Monday, May 14, 2018


“Miriam” by Truman Capote: “…it is not always possible to show others ‘the whys and wherefores’ of something that one has experienced in the mind”

In today’s New York Times, there is an article about an exchange of letters between Truman Capote and a reader of his short story “Miriam,” in which a 61-year-old widow, Mrs. Miller, whose first name is “Miriam,” meets a strange young girl with the same first name (1,2,3,4).

The story’s surprise ending—in 1946 it earned an O. Henry Award in the category Best First-Published Story—is that nobody else can see the girl, who will apparently continue to be Mrs. Miller’s imaginary companion.

The play Harvey (about an adult’s imaginary companion) had won the Pulitzer Prize in 1945 (5), but Capote says that “Miriam” came from his own mental experience.

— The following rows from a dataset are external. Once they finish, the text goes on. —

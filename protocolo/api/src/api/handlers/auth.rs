use common::http::ext::{RequestGlobalExt, ResultExt};
use common::make_response;
use hyper::body::Incoming;
use hyper::StatusCode;
use serde_json::json;

use super::{clear_flash, parse_form, redirect, set_cookie};
use crate::api::cookies;
use crate::api::error::Result;
use crate::api::Body;
use crate::database::{Session, User};
use crate::global::ApiGlobal;

#[derive(serde::Deserialize)]
struct CredentialsForm {
    #[serde(default)]
    username: String,
    #[serde(default)]
    password: String,
}

/// The form endpoints have no templates; GET returns the field contract plus
/// any pending flash message.
fn form_contract(req: &hyper::Request<Incoming>) -> Result<hyper::Response<Body>> {
    let message = cookies::parse(req, cookies::FLASH_COOKIE);
    let had_flash = message.is_some();

    let mut response = make_response!(
        StatusCode::OK,
        json!({ "fields": ["username", "password"], "message": message })
    );
    if had_flash {
        clear_flash(&mut response);
    }

    Ok(response)
}

pub async fn register_form(req: hyper::Request<Incoming>) -> Result<hyper::Response<Body>> {
    form_contract(&req)
}

pub async fn login_form(req: hyper::Request<Incoming>) -> Result<hyper::Response<Body>> {
    form_contract(&req)
}

pub async fn register<G: ApiGlobal>(req: hyper::Request<Incoming>) -> Result<hyper::Response<Body>> {
    let global = req.get_global::<G>()?;

    let form: CredentialsForm = parse_form(req).await?;
    let username = form.username.trim().to_lowercase();

    if let Err(message) = User::validate_username(&username) {
        return Ok(redirect("/register", Some(message)));
    }

    if let Err(message) = User::validate_password(&form.password) {
        return Ok(redirect("/register", Some(message)));
    }

    let hash = User::hash_password(&form.password);

    match User::create(global.db(), &username, &hash).await {
        Ok(_) => Ok(redirect("/login", Some("Usuário registrado com sucesso!"))),
        Err(sqlx::Error::Database(err)) if err.is_unique_violation() => {
            Ok(redirect("/register", Some("Usuário já existe!")))
        }
        Err(err) => Err((StatusCode::INTERNAL_SERVER_ERROR, "failed to create user", err).into()),
    }
}

pub async fn login<G: ApiGlobal>(req: hyper::Request<Incoming>) -> Result<hyper::Response<Body>> {
    let global = req.get_global::<G>()?;

    let form: CredentialsForm = parse_form(req).await?;
    let username = form.username.trim().to_lowercase();

    let user = User::by_username(global.db(), &username)
        .await
        .map_err_route((StatusCode::INTERNAL_SERVER_ERROR, "failed to fetch user"))?;

    let Some(user) = user.filter(|user| user.verify_password(&form.password)) else {
        return Ok(redirect("/login", Some("Usuário ou senha inválidos!")));
    };

    Session::purge_expired(global.db())
        .await
        .map_err_route((StatusCode::INTERNAL_SERVER_ERROR, "failed to purge expired sessions"))?;

    let validity_secs = global.config().session.validity_secs;
    let session = Session::create(global.db(), user.id, chrono::Duration::seconds(validity_secs as i64))
        .await
        .map_err_route((StatusCode::INTERNAL_SERVER_ERROR, "failed to create session"))?;

    let mut response = redirect("/", None);
    set_cookie(&mut response, &cookies::session(&session.id, validity_secs));

    Ok(response)
}

pub async fn logout<G: ApiGlobal>(req: hyper::Request<Incoming>) -> Result<hyper::Response<Body>> {
    let global = req.get_global::<G>()?;

    if let Some(token) = cookies::parse(&req, cookies::SESSION_COOKIE) {
        Session::delete(global.db(), &token)
            .await
            .map_err_route((StatusCode::INTERNAL_SERVER_ERROR, "failed to delete session"))?;
    }

    let mut response = redirect("/login", None);
    set_cookie(&mut response, &cookies::clear(cookies::SESSION_COOKIE));

    Ok(response)
}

In Capote’s letter to the reader, he says: “Of course there are clinical terms for what is actually mentally wrong with Mrs. M.: Sleeping Personality, Schizophrenia, etc. But my story is an imaginary document, and it is not always possible to show others ‘the whys and wherefores’ of something that one has experienced in the mind” (1).

In adults, imaginary companions are called alternate personalities.

And writers may not always be able to explain their stories.